The clarification document also revealed that discussions were expected to take place next year over the pensions of existing public service retirees and current public servants, in the context of the review of pay.
It added that discussions between the department of finance and trade union representatives relating to pension scheme arrangements for new public servants remain a separate engagement process.
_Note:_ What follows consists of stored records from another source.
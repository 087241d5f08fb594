//! Integration tests for the grant and inheritance repositories using
//! in-memory SurrealDB.

use chrono::{Duration, Utc};
use surrealdb::Surreal;
use surrealdb::engine::local::{Db, Mem};
use uuid::Uuid;
use warden_core::error::WardenError;
use warden_core::models::grant::{CreateGrant, GranteeType};
use warden_core::models::inheritance::CreateInheritance;
use warden_core::repository::{GrantRepository, InheritanceRepository};
use warden_db::repository::{SurrealGrantRepository, SurrealInheritanceRepository};

async fn setup() -> Surreal<Db> {
    let db = Surreal::new::<Mem>(()).await.unwrap();
    db.use_ns("test").use_db("test").await.unwrap();
    warden_db::run_migrations(&db).await.unwrap();
    db
}

fn grant(org_id: Uuid, resource_id: Option<&str>, permission: &str) -> CreateGrant {
    CreateGrant {
        org_id,
        grantee_type: GranteeType::User,
        grantee_id: "did:example:alice".into(),
        resource_type: "document".into(),
        resource_id: resource_id.map(str::to_string),
        permission: permission.into(),
        conditions: None,
        granted_by: "did:example:admin".into(),
        expires_at: None,
    }
}

#[tokio::test]
async fn create_and_get_grant() {
    let db = setup().await;
    let repo = SurrealGrantRepository::new(db);
    let org_id = Uuid::new_v4();

    let mut input = grant(org_id, Some("doc-1"), "read");
    input.conditions = Some(serde_json::json!({"ip": "10.0.0.0/8"}));
    input.expires_at = Some(Utc::now() + Duration::hours(1));
    let created = repo.create(input).await.unwrap();

    assert_eq!(created.org_id, org_id);
    assert_eq!(created.grantee_type, GranteeType::User);
    assert_eq!(created.resource_id.as_deref(), Some("doc-1"));
    assert_eq!(
        created.conditions,
        Some(serde_json::json!({"ip": "10.0.0.0/8"}))
    );

    let fetched = repo.get_by_id(created.id).await.unwrap();
    assert_eq!(fetched.id, created.id);
    assert_eq!(fetched.permission, "read");
    assert!(fetched.expires_at.is_some());
}

#[tokio::test]
async fn duplicate_grant_is_rejected() {
    let db = setup().await;
    let repo = SurrealGrantRepository::new(db);
    let org_id = Uuid::new_v4();

    repo.create(grant(org_id, Some("doc-1"), "read")).await.unwrap();
    let err = repo
        .create(grant(org_id, Some("doc-1"), "read"))
        .await
        .unwrap_err();
    assert!(matches!(err, WardenError::AlreadyExists { .. }));

    // The same tuple as a wildcard grant is a different grant, once.
    repo.create(grant(org_id, None, "read")).await.unwrap();
    let err = repo.create(grant(org_id, None, "read")).await.unwrap_err();
    assert!(matches!(err, WardenError::AlreadyExists { .. }));
}

#[tokio::test]
async fn list_for_resource_includes_wildcards() {
    let db = setup().await;
    let repo = SurrealGrantRepository::new(db);
    let org_id = Uuid::new_v4();

    repo.create(grant(org_id, Some("doc-1"), "read")).await.unwrap();
    repo.create(grant(org_id, Some("doc-2"), "read")).await.unwrap();
    repo.create(grant(org_id, None, "write")).await.unwrap();

    let grants = repo
        .list_for_resource(org_id, "document", Some("doc-1"))
        .await
        .unwrap();
    let mut permissions: Vec<_> = grants.iter().map(|g| g.permission.as_str()).collect();
    permissions.sort();
    assert_eq!(permissions, vec!["read", "write"]);

    let wildcard_only = repo
        .list_for_resource(org_id, "document", None)
        .await
        .unwrap();
    assert_eq!(wildcard_only.len(), 1);
    assert_eq!(wildcard_only[0].permission, "write");
}

#[tokio::test]
async fn grants_are_scoped_by_org_and_grantee() {
    let db = setup().await;
    let repo = SurrealGrantRepository::new(db);
    let org_a = Uuid::new_v4();
    let org_b = Uuid::new_v4();

    repo.create(grant(org_a, Some("doc-1"), "read")).await.unwrap();
    repo.create(grant(org_b, Some("doc-1"), "read")).await.unwrap();

    let in_a = repo
        .list_for_grantee(org_a, GranteeType::User, "did:example:alice")
        .await
        .unwrap();
    assert_eq!(in_a.len(), 1);
    assert_eq!(in_a[0].org_id, org_a);

    let as_role = repo
        .list_for_grantee(org_a, GranteeType::Role, "did:example:alice")
        .await
        .unwrap();
    assert!(as_role.is_empty());
}

#[tokio::test]
async fn delete_missing_grant_is_not_found() {
    let db = setup().await;
    let repo = SurrealGrantRepository::new(db);
    let org_id = Uuid::new_v4();

    let created = repo.create(grant(org_id, None, "read")).await.unwrap();
    repo.delete(created.id).await.unwrap();

    assert!(matches!(
        repo.get_by_id(created.id).await,
        Err(WardenError::NotFound { .. })
    ));
    assert!(matches!(
        repo.delete(created.id).await,
        Err(WardenError::NotFound { .. })
    ));
}

#[tokio::test]
async fn inheritance_edges_are_listed_by_child() {
    let db = setup().await;
    let repo = SurrealInheritanceRepository::new(db);
    let org_id = Uuid::new_v4();

    let edge = repo
        .create(CreateInheritance {
            org_id,
            parent_resource_type: "folder".into(),
            parent_resource_id: Some("f-1".into()),
            child_resource_type: "document".into(),
            child_resource_id: Some("doc-1".into()),
            inherit_permissions: Some(vec!["read".into()]),
            created_by: "did:example:admin".into(),
        })
        .await
        .unwrap();
    repo.create(CreateInheritance {
        org_id,
        parent_resource_type: "workspace".into(),
        parent_resource_id: None,
        child_resource_type: "document".into(),
        child_resource_id: None,
        inherit_permissions: None,
        created_by: "did:example:admin".into(),
    })
    .await
    .unwrap();

    let parents = repo
        .list_parents(org_id, "document", Some("doc-1"))
        .await
        .unwrap();
    assert_eq!(parents.len(), 2);

    let for_other_doc = repo
        .list_parents(org_id, "document", Some("doc-2"))
        .await
        .unwrap();
    assert_eq!(for_other_doc.len(), 1);
    assert_eq!(for_other_doc[0].parent_resource_type, "workspace");

    let fetched = repo.get_by_id(edge.id).await.unwrap();
    assert_eq!(fetched.inherit_permissions, Some(vec!["read".to_string()]));

    repo.delete(edge.id).await.unwrap();
    let parents = repo
        .list_parents(org_id, "document", Some("doc-1"))
        .await
        .unwrap();
    assert_eq!(parents.len(), 1);
}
The government is proposing the introduction of a career average scheme for new entrants before the end of the year.The Irish Aviation Authority (IAA) has reported a deficit in its pension fund of €234m as of 1 January 2009, according to figures from its latest annual report.
The IAA revealed the actuarial valuation of the IAA Pension Fund in January 2009 "disclosed a pension deficit of €234m requiring a 48% funding level". This is an increase of almost €100m from the deficit of €146.6m reported at the end of 2008. (See earlier IPE article: IAA deficit almost trebles in 2008)
Trustees will consequently be required to submit a funding proposal to the Pensions Board in 2010, outlining plans to restore solvency.
The IAA also highlighted the recommendation of the Labour Court last year, after an industrial dispute with trade unions, that a 6% pay increase should be applied in two phases in 2011 "subject to a resolution of the pension funding issue, with any retrospection paid into the Authority's pension fund as a one-off cash injection".Irish group pension managed funds produced an average return of 0.9% in April, according to latest figures from Rubicon Investment Consulting.
The monthly survey of 10 managed funds showed Merrion Investment Managers produced the best return of 1.5%, while KBC Asset Management, Irish Life Asset Managers and Canada Life/Setanta followed close behind with a return of 1.2%.
The worst performer over the month was Aviva Investors with a return of 0.4%. The asset manager was also at the bottom of the group over a four-month period with a return of 4.9%. Managed pension funds on average produced a return of 6.8%, led by Irish Life with a figure of 8.3%.
Although the performance was also positive over a one-year period, at an average of 26.3%, the three-year returns were more disappointing with a return of -7.1%.